A bizarre attempted murder case involving twin sisters who were co-valedictorians of their high school class in Campo is back in the spotlight, two decades later.
Prosecutors have appealed to Gov. Jerry Brown to deny parole to Jeen “Gina” Han, convicted of conspiring to try to kill her twin sister Sunny Han in Irvine more than 20 years ago, officials said Monday.
A letter was sent last Monday to Brown outlining the Orange County District Attorney’s Office‘s opposition to parole.
Han “manipulated two younger males (one a minor at the time) to assist in her crimes,” Deputy District Attorney Nikki Chambers wrote in the letter.
“Up until the day before the offense, Gina Han repeatedly attempted to recruit different accomplices to participate in her elaborate scheme to get revenge on Sunny Han for pressing criminal charges against her,” Chambers wrote.
Although the South Korean-born twins attained high honors together in San Diego County, in the years that followed they became estranged.
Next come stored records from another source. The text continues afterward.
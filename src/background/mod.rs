//! Background coordinator, its host bridge and the cross-context protocol.

pub mod coordinator;
pub mod host;
pub mod protocol;

use tokio::sync::mpsc;
use tracing::{debug, warn};

use coordinator::BackgroundCoordinator;
use host::ExtensionHost;
use protocol::Message;

/// Feeds transport messages to `coordinator` until every sender is dropped,
/// then hands the coordinator back.
///
/// Host failures are logged per message and do not stop the loop.
pub async fn route_messages<H: ExtensionHost>(
    mut coordinator: BackgroundCoordinator<H>,
    mut messages: mpsc::Receiver<Message>,
) -> BackgroundCoordinator<H> {
    while let Some(message) = messages.recv().await {
        let kind = message.kind();
        match coordinator.on_message(message).await {
            Ok(Some(reply)) => debug!(target = "background", kind, reply = reply.kind(), "replied"),
            Ok(None) => debug!(target = "background", kind, "handled"),
            Err(error) => warn!(target = "background", kind, error = %error, "message handling failed"),
        }
    }
    coordinator
}
//! Decode-rate estimator over cumulative decoded/dropped frame counters.

use tokio::time::Instant;
use tracing::warn;

use crate::DecodeSnapshot;

/// Cumulative counters exposed by the bound video element.
#[derive(Debug, Clone, Copy, PartialEq, Eq, Default)]
pub struct DecodeCounters {
    pub decoded: u64,
    pub dropped: u64,
    pub video_width: u32,
    pub video_height: u32,
}

/// Per-tick outcome of the decode counter.
#[derive(Debug, Clone, PartialEq)]
pub enum DecodeReading {
    /// The platform does not expose decode counters.
    Unsupported,
    Snapshot(DecodeSnapshot),
}

impl DecodeReading {
    pub fn snapshot(&self) -> Option<&DecodeSnapshot> {
        match self {
            DecodeReading::Unsupported => None,
            DecodeReading::Snapshot(snapshot) => Some(snapshot),
        }
    }

    pub fn is_supported(&self) -> bool {
        matches!(self, DecodeReading::Snapshot(_))
    }
}

#[derive(Debug, Clone, Copy)]
struct Baseline {
    started_at: Instant,
    initial: DecodeCounters,
    last_tick_at: Instant,
    last_tick: DecodeCounters,
}

/// Finite-difference estimator across ticks.
///
/// Baselines are taken at session start, or at the first tick that sees
/// counters when they were unavailable at start.
#[derive(Debug, Clone, Default)]
pub struct DecodeCounter {
    baseline: Option<Baseline>,
    dropped_last_tick: u64,
}

impl DecodeCounter {
    pub fn start(counters: Option<DecodeCounters>, now: Instant) -> Self {
        Self {
            baseline: counters.map(|counters| Baseline {
                started_at: now,
                initial: counters,
                last_tick_at: now,
                last_tick: counters,
            }),
            dropped_last_tick: 0,
        }
    }

    pub fn tick(&mut self, counters: Option<DecodeCounters>, now: Instant) -> DecodeReading {
        let Some(current) = counters else {
            return DecodeReading::Unsupported;
        };
        let baseline = match self.baseline.as_mut() {
            Some(baseline) => baseline,
            None => {
                *self = Self::start(Some(current), now);
                return DecodeReading::Snapshot(empty_snapshot(current));
            }
        };

        if current.decoded < baseline.last_tick.decoded
            || current.dropped < baseline.last_tick.dropped
        {
            warn!(
                target = "decode",
                previous_decoded = baseline.last_tick.decoded,
                current_decoded = current.decoded,
                previous_dropped = baseline.last_tick.dropped,
                current_dropped = current.dropped,
                "cumulative frame counter went backwards"
            );
        }

        let delta_seconds = now.duration_since(baseline.last_tick_at).as_secs_f64();
        let total_seconds = now.duration_since(baseline.started_at).as_secs_f64();

        let session_decoded = current.decoded.saturating_sub(baseline.initial.decoded);
        let session_dropped = current.dropped.saturating_sub(baseline.initial.dropped);
        let tick_decoded = current.decoded.saturating_sub(baseline.last_tick.decoded);
        let tick_dropped = current.dropped.saturating_sub(baseline.last_tick.dropped);

        let snapshot = DecodeSnapshot {
            effective_fps_avg: rate(session_decoded.saturating_sub(session_dropped), total_seconds),
            decoded_frames: session_decoded,
            decoded_fps_avg: rate(session_decoded, total_seconds),
            current_decoded_fps: rate(tick_decoded, delta_seconds),
            dropped_frames: session_dropped,
            dropped_fps_avg: rate(session_dropped, total_seconds),
            current_dropped_fps: rate(tick_dropped, delta_seconds),
            video_width: current.video_width,
            video_height: current.video_height,
            total_decoded_frames: current.decoded,
            total_dropped_frames: current.dropped,
        };

        baseline.last_tick_at = now;
        baseline.last_tick = current;
        self.dropped_last_tick = tick_dropped;
        DecodeReading::Snapshot(snapshot)
    }

    /// Frames dropped between the two most recent ticks.
    pub fn dropped_last_tick(&self) -> u64 {
        self.dropped_last_tick
    }
}

fn empty_snapshot(counters: DecodeCounters) -> DecodeSnapshot {
    DecodeSnapshot {
        video_width: counters.video_width,
        video_height: counters.video_height,
        total_decoded_frames: counters.decoded,
        total_dropped_frames: counters.dropped,
        ..DecodeSnapshot::default()
    }
}

fn rate(frames: u64, seconds: f64) -> f64 {
    if seconds > 0.0 {
        frames as f64 / seconds
    } else {
        0.0
    }
}

#[cfg(test)]
mod tests {
    use std::time::Duration;

    use super::*;

    fn counters(decoded: u64, dropped: u64) -> Option<DecodeCounters> {
        Some(DecodeCounters {
            decoded,
            dropped,
            video_width: 1920,
            video_height: 1080,
        })
    }

    #[test]
    fn one_second_of_thirty_frames() {
        let start = Instant::now();
        let mut counter = DecodeCounter::start(counters(100, 4), start);
        let reading = counter.tick(counters(130, 4), start + Duration::from_secs(1));
        let snapshot = reading.snapshot().expect("supported");
        assert!((snapshot.current_decoded_fps - 30.0).abs() < 1e-9);
        assert!((snapshot.decoded_fps_avg - 30.0).abs() < 1e-9);
        assert_eq!(snapshot.decoded_frames, 30);
        assert_eq!(snapshot.total_decoded_frames, 130);
        assert_eq!(snapshot.current_dropped_fps, 0.0);
    }

    #[test]
    fn instantaneous_rate_uses_last_tick() {
        let start = Instant::now();
        let mut counter = DecodeCounter::start(counters(0, 0), start);
        counter.tick(counters(60, 0), start + Duration::from_secs(1));
        let reading = counter.tick(counters(90, 6), start + Duration::from_secs(2));
        let snapshot = reading.snapshot().expect("supported");
        assert!((snapshot.current_decoded_fps - 30.0).abs() < 1e-9);
        assert!((snapshot.decoded_fps_avg - 45.0).abs() < 1e-9);
        assert!((snapshot.current_dropped_fps - 6.0).abs() < 1e-9);
        assert!((snapshot.effective_fps_avg - 42.0).abs() < 1e-9);
        assert_eq!(counter.dropped_last_tick(), 6);
    }

    #[test]
    fn missing_counters_report_unsupported() {
        let start = Instant::now();
        let mut counter = DecodeCounter::start(None, start);
        assert_eq!(
            counter.tick(None, start + Duration::from_secs(1)),
            DecodeReading::Unsupported
        );
    }

    #[test]
    fn late_counters_take_baseline_on_first_tick() {
        let start = Instant::now();
        let mut counter = DecodeCounter::start(None, start);
        let first = counter.tick(counters(500, 2), start + Duration::from_secs(1));
        assert_eq!(first.snapshot().map(|s| s.decoded_frames), Some(0));
        let second = counter.tick(counters(530, 2), start + Duration::from_secs(2));
        let snapshot = second.snapshot().expect("supported");
        assert!((snapshot.current_decoded_fps - 30.0).abs() < 1e-9);
    }

    #[test]
    fn decreasing_counters_clamp_to_zero() {
        let start = Instant::now();
        let mut counter = DecodeCounter::start(counters(100, 10), start);
        let reading = counter.tick(counters(90, 5), start + Duration::from_secs(1));
        let snapshot = reading.snapshot().expect("supported");
        assert_eq!(snapshot.current_decoded_fps, 0.0);
        assert_eq!(snapshot.decoded_fps_avg, 0.0);
        assert_eq!(snapshot.dropped_frames, 0);
    }

    #[test]
    fn zero_elapsed_time_yields_zero_rates() {
        let start = Instant::now();
        let mut counter = DecodeCounter::start(counters(10, 0), start);
        let reading = counter.tick(counters(20, 0), start);
        let snapshot = reading.snapshot().expect("supported");
        assert_eq!(snapshot.current_decoded_fps, 0.0);
        assert_eq!(snapshot.decoded_fps_avg, 0.0);
    }
}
Gina believed Sunny had some of her belongings and wouldn’t return them, so a murder plot was planned, prosecutors said.
The plot came apart on Nov. 6, 1996, when Sunny Han managed to call 911 while her roommate was being attacked and police broke it up, Chambers wrote.
Co-defendants Archie Bryant and John Sayarath masqueraded as magazine salesmen before forcing their way into the apartment of Sunny Han and her roommate Helen Kim, Chambers said.
The pair first confronted Kim, but Sunny Han heard the ruckus and was able to call police before the two men also held her captive, Chambers wrote.
Gina Han earlier that year had gotten in trouble for stealing from her aunt, uncle and twin sister, Chambers wrote. Gina Han resented that her sister helped with the prosecution, the prosecutor said.
Dr. Brianna Satterhthwaite, a psychologist, diagnosed Han before her parole hearing in October with borderline personality disorder with antisocial traits, Chambers said.
Prosecutors contend Han has not gotten any of the specialized therapy or medication needed to treat the disorder
The psychologist noted the inmate has had a “relatively positive disciplinary history,” Chambers wrote. The psychologist, however, said the inmate is a “low risk for violence” and that she was 22 1/2 years old at the time of the plot.
At her parole hearing, Han “at first blush appeared to have attempted introspection. However she is very intelligent and still manipulative,” Chambers wrote.
Han submitted letters to the parole board from men from across the country and even out of the country she struck up pen-pal relationships with, Chambers said.
“In just writing letters to them, she `facilitated’ them in offering her money, lodging, jobs, and with regard to a gentleman in England, even giving her $100,000 after only corresponding with her for 12 months,” Chambers wrote.
“The fact remains that she is still flexing the manipulation muscles that she used when she recruited two young men to murder her sister, and they appear to be as keen as they were in 1996.”
There was no immediate response from Brown’s office to a request for comment.